### Try it
Could you copy, exactly as written, every line from the first line of the records through the one containing "surviving line is"?

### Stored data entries

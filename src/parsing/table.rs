// Copyright 2025 Lablup Inc. and Jeongkyu Shin
//
// Licensed under the Apache License, Version 2.0 (the "License");
// you may not use this file except in compliance with the License.
// You may obtain a copy of the License at
//
//     http://www.apache.org/licenses/LICENSE-2.0
//
// Unless required by applicable law or agreed to in writing, software
// distributed under the License is distributed on an "AS IS" BASIS,
// WITHOUT WARRANTIES OR CONDITIONS OF ANY KIND, either express or implied.
// See the License for the specific language governing permissions and
// limitations under the License.

//! Pipe-delimited table parsing.
//!
//! Control-plane CLIs print listings as ASCII tables:
//!
//! ```text
//! +-------------------+---------+----+
//! | VM                | State   | AZ |
//! +-------------------+---------+----+
//! | batlight/0 (abcd) | running | z1 |
//! +-------------------+---------+----+
//! ```
//!
//! Only lines containing the separator survive. The first surviving line is
//! the header, every following one is a data row. Column names are
//! discovered at runtime, so rows are returned as ordered key/value records
//! rather than fixed structs.

use serde::ser::{Serialize, SerializeMap, Serializer};
use tracing::debug;

use crate::error::{Error, Result};
use crate::parsing::common::{normalize_header, split_nonempty_fields};

/// Column separator used by control-plane tables.
pub const COLUMN_SEPARATOR: char = '|';

/// One parsed data row, keyed by normalized header tokens in column order.
///
/// A key maps to `None` when the row had fewer non-empty fields than the
/// header.
#[derive(Debug, Clone, Default, PartialEq, Eq)]
pub struct TableRecord {
    fields: Vec<(String, Option<String>)>,
}

impl TableRecord {
    /// Build a record from `(column, value)` pairs.
    pub fn from_pairs<K, V, I>(pairs: I) -> Self
    where
        K: Into<String>,
        V: Into<String>,
        I: IntoIterator<Item = (K, Option<V>)>,
    {
        Self {
            fields: pairs
                .into_iter()
                .map(|(k, v)| (k.into(), v.map(Into::into)))
                .collect(),
        }
    }

    /// Value of `key`, or `None` when the column is unknown or the cell was absent.
    pub fn get(&self, key: &str) -> Option<&str> {
        self.fields
            .iter()
            .find(|(k, _)| k == key)
            .and_then(|(_, v)| v.as_deref())
    }

    pub fn contains_key(&self, key: &str) -> bool {
        self.fields.iter().any(|(k, _)| k == key)
    }

    /// Column names in header order.
    pub fn keys(&self) -> impl Iterator<Item = &str> {
        self.fields.iter().map(|(k, _)| k.as_str())
    }

    pub fn iter(&self) -> impl Iterator<Item = (&str, Option<&str>)> {
        self.fields.iter().map(|(k, v)| (k.as_str(), v.as_deref()))
    }

    pub fn len(&self) -> usize {
        self.fields.len()
    }

    pub fn is_empty(&self) -> bool {
        self.fields.is_empty()
    }
}

impl Serialize for TableRecord {
    fn serialize<S: Serializer>(&self, serializer: S) -> std::result::Result<S::Ok, S::Error> {
        let mut map = serializer.serialize_map(Some(self.fields.len()))?;
        for (key, value) in &self.fields {
            map.serialize_entry(key, value)?;
        }
        map.end()
    }
}

/// Parser for separator-delimited tables.
#[derive(Debug, Clone, Copy)]
pub struct TableParser {
    separator: char,
    strict: bool,
}

impl Default for TableParser {
    fn default() -> Self {
        Self {
            separator: COLUMN_SEPARATOR,
            strict: false,
        }
    }
}

impl TableParser {
    /// Lenient parser: ragged rows yield absent trailing values.
    pub fn new() -> Self {
        Self::default()
    }

    /// Parser that rejects rows whose non-empty field count differs from the header.
    pub fn strict() -> Self {
        Self {
            strict: true,
            ..Self::default()
        }
    }

    pub fn with_separator(mut self, separator: char) -> Self {
        self.separator = separator;
        self
    }

    /// Parse `text` into one record per data row, in row order.
    ///
    /// Text without any separator-bearing line yields an empty vector.
    pub fn parse(&self, text: &str) -> Result<Vec<TableRecord>> {
        let mut lines = text
            .lines()
            .filter(|line| line.contains(self.separator))
            .map(|line| split_nonempty_fields(line, self.separator));

        let headers: Vec<String> = match lines.next() {
            Some(fields) => fields.into_iter().map(normalize_header).collect(),
            None => return Ok(Vec::new()),
        };

        let mut records = Vec::new();
        for (index, row) in lines.enumerate() {
            if row.len() != headers.len() {
                if self.strict {
                    return Err(Error::Parse(format!(
                        "row {} has {} fields, header has {}",
                        index + 1,
                        row.len(),
                        headers.len()
                    )));
                }
                debug!(
                    "Table row {} has {} fields, header has {}",
                    index + 1,
                    row.len(),
                    headers.len()
                );
            }

            let mut values = row.into_iter();
            records.push(TableRecord {
                fields: headers
                    .iter()
                    .map(|header| (header.clone(), values.next().map(str::to_string)))
                    .collect(),
            });
        }

        Ok(records)
    }
}

/// Parse a `|`-delimited table leniently.
pub fn parse_table(text: &str) -> Vec<TableRecord> {
    // The lenient parser has no failure path.
    TableParser::new().parse(text).unwrap_or_default()
}
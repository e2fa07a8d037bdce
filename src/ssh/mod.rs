// Copyright 2025 Lablup Inc. and Jeongkyu Shin
//
// Licensed under the Apache License, Version 2.0 (the "License");
// you may not use this file except in compliance with the License.
// You may obtain a copy of the License at
//
//     http://www.apache.org/licenses/LICENSE-2.0
//
// Unless required by applicable law or agreed to in writing, software
// distributed under the License is distributed on an "AS IS" BASIS,
// WITHOUT WARRANTIES OR CONDITIONS OF ANY KIND, either express or implied.
// See the License for the specific language governing permissions and
// limitations under the License.

//! Remote command execution over a secure shell.
//!
//! - [`SshOptions`] carries credentials and timeouts for one call.
//! - [`SecureShell`] is the transport seam; [`OpenSshTransport`] drives the
//!   system OpenSSH client.
//! - [`RemoteExecutor`] validates credentials, logs, and delegates to a
//!   transport. It also offers sudo elevation.
//!
//! Host keys are never verified. Hosts under acceptance test are ephemeral
//! and get recycled addresses, so this transport must not be reused against
//! long-lived infrastructure unmodified.

pub mod executor;
pub mod transport;

use std::fmt;
use std::path::PathBuf;
use std::time::Duration;

use crate::common::config::AppConfig;
use crate::error::{Error, Result};

pub use executor::RemoteExecutor;
pub use transport::OpenSshTransport;

/// How the transport authenticates.
#[derive(Clone, PartialEq, Eq)]
pub enum SshAuth {
    /// Key-based auth only.
    PrivateKey(PathBuf),
    Password(String),
}

impl fmt::Debug for SshAuth {
    fn fmt(&self, f: &mut fmt::Formatter<'_>) -> fmt::Result {
        match self {
            SshAuth::PrivateKey(path) => f.debug_tuple("PrivateKey").field(path).finish(),
            SshAuth::Password(_) => f.write_str("Password(\"[REDACTED]\")"),
        }
    }
}

/// Credentials and limits for a remote command.
///
/// At least one of `private_key` or `password` must be set. When both are
/// set, authentication uses the key and the password only answers sudo
/// prompts.
#[derive(Clone, PartialEq, Eq)]
pub struct SshOptions {
    pub private_key: Option<PathBuf>,
    pub password: Option<String>,
    pub port: u16,
    pub connect_timeout: Duration,
    pub command_timeout: Duration,
}

impl Default for SshOptions {
    fn default() -> Self {
        Self {
            private_key: None,
            password: None,
            port: AppConfig::DEFAULT_SSH_PORT,
            connect_timeout: Duration::from_secs(AppConfig::SSH_CONNECT_TIMEOUT_SECS),
            command_timeout: Duration::from_secs(AppConfig::SSH_COMMAND_TIMEOUT_SECS),
        }
    }
}

impl fmt::Debug for SshOptions {
    fn fmt(&self, f: &mut fmt::Formatter<'_>) -> fmt::Result {
        f.debug_struct("SshOptions")
            .field("private_key", &self.private_key)
            .field("password", &self.password.as_ref().map(|_| "[REDACTED]"))
            .field("port", &self.port)
            .field("connect_timeout", &self.connect_timeout)
            .field("command_timeout", &self.command_timeout)
            .finish()
    }
}

impl SshOptions {
    pub fn new() -> Self {
        Self::default()
    }

    /// Read `BAT_VCAP_PRIVATE_KEY` and `BAT_VCAP_PASSWORD`. Empty values count as unset.
    pub fn from_env() -> Self {
        let read = |name: &str| std::env::var(name).ok().filter(|v| !v.is_empty());
        Self {
            private_key: read(AppConfig::SSH_PRIVATE_KEY_ENV).map(PathBuf::from),
            password: read(AppConfig::SSH_PASSWORD_ENV),
            ..Self::default()
        }
    }

    pub fn private_key(mut self, path: impl Into<PathBuf>) -> Self {
        self.private_key = Some(path.into());
        self
    }

    pub fn password(mut self, password: impl Into<String>) -> Self {
        self.password = Some(password.into());
        self
    }

    pub fn port(mut self, port: u16) -> Self {
        self.port = port;
        self
    }

    pub fn connect_timeout(mut self, timeout: Duration) -> Self {
        self.connect_timeout = timeout;
        self
    }

    pub fn command_timeout(mut self, timeout: Duration) -> Self {
        self.command_timeout = timeout;
        self
    }

    /// Resolve the authentication method, preferring the key.
    pub fn auth(&self) -> Result<SshAuth> {
        match (&self.private_key, &self.password) {
            (Some(key), _) => Ok(SshAuth::PrivateKey(key.clone())),
            (None, Some(password)) => Ok(SshAuth::Password(password.clone())),
            (None, None) => Err(Error::Credential(
                "Need to set ssh password or private_key".to_string(),
            )),
        }
    }
}

/// A single command to run on a remote host.
#[derive(Debug, Clone, PartialEq, Eq)]
pub struct SshRequest {
    pub host: String,
    pub user: String,
    pub command: String,
    pub auth: SshAuth,
    pub port: u16,
    pub connect_timeout: Duration,
    pub command_timeout: Duration,
}

/// Trait for secure shell transports.
///
/// `exec` opens a session, runs exactly one command, closes the session and
/// returns the captured output. Transport failures are `Error::Connection`
/// or `Error::Timeout`; a non-zero remote exit status is not an error.
pub trait SecureShell: Send + Sync {
    fn exec(&self, request: &SshRequest) -> Result<String>;
}

#[cfg(test)]
mod tests {
    use super::*;

    #[test]
    fn test_auth_requires_credentials() {
        let err = SshOptions::new().auth().unwrap_err();
        assert!(matches!(err, Error::Credential(_)));
    }

    #[test]
    fn test_auth_prefers_key() {
        let options = SshOptions::new()
            .password("c1oudc0w")
            .private_key("/tmp/id_rsa");
        assert_eq!(
            options.auth().unwrap(),
            SshAuth::PrivateKey(PathBuf::from("/tmp/id_rsa"))
        );
        let options = SshOptions::new().password("c1oudc0w");
        assert_eq!(
            options.auth().unwrap(),
            SshAuth::Password("c1oudc0w".to_string())
        );
    }

    #[test]
    fn test_debug_redacts_password() {
        let options = SshOptions::new().password("c1oudc0w");
        let debug = format!("{options:?}");
        assert!(!debug.contains("c1oudc0w"));
        assert!(debug.contains("[REDACTED]"));

        let auth = format!("{:?}", options.auth().unwrap());
        assert!(!auth.contains("c1oudc0w"));
    }
}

### Output of the task
filename src/parsing/table.rs
// Copyright 2025 Lablup Inc. and Jeongkyu Shin
//
// Licensed under the Apache License, Version 2.0 (the "License");
// you may not use this file except in compliance with the License.
// You may obtain a copy of the License at
//
//     http://www.apache.org/licenses/LICENSE-2.0
//
// Unless required by applicable law or agreed to in writing, software
// distributed under the License is distributed on an "AS IS" BASIS,
// WITHOUT WARRANTIES OR CONDITIONS OF ANY KIND, either express or implied.
// See the License for the specific language governing permissions and
// limitations under the License.

//! Pipe-delimited table parsing.
//!
//! Control-plane CLIs print listings as ASCII tables:
//!
//! ```text
//! +-------------------+---------+----+
//! | VM                | State   | AZ |
//! +-------------------+---------+----+
//! | batlight/0 (abcd) | running | z1 |
//! +-------------------+---------+----+
//! ```
//!
//! Only lines containing the separator survive. The first surviving line is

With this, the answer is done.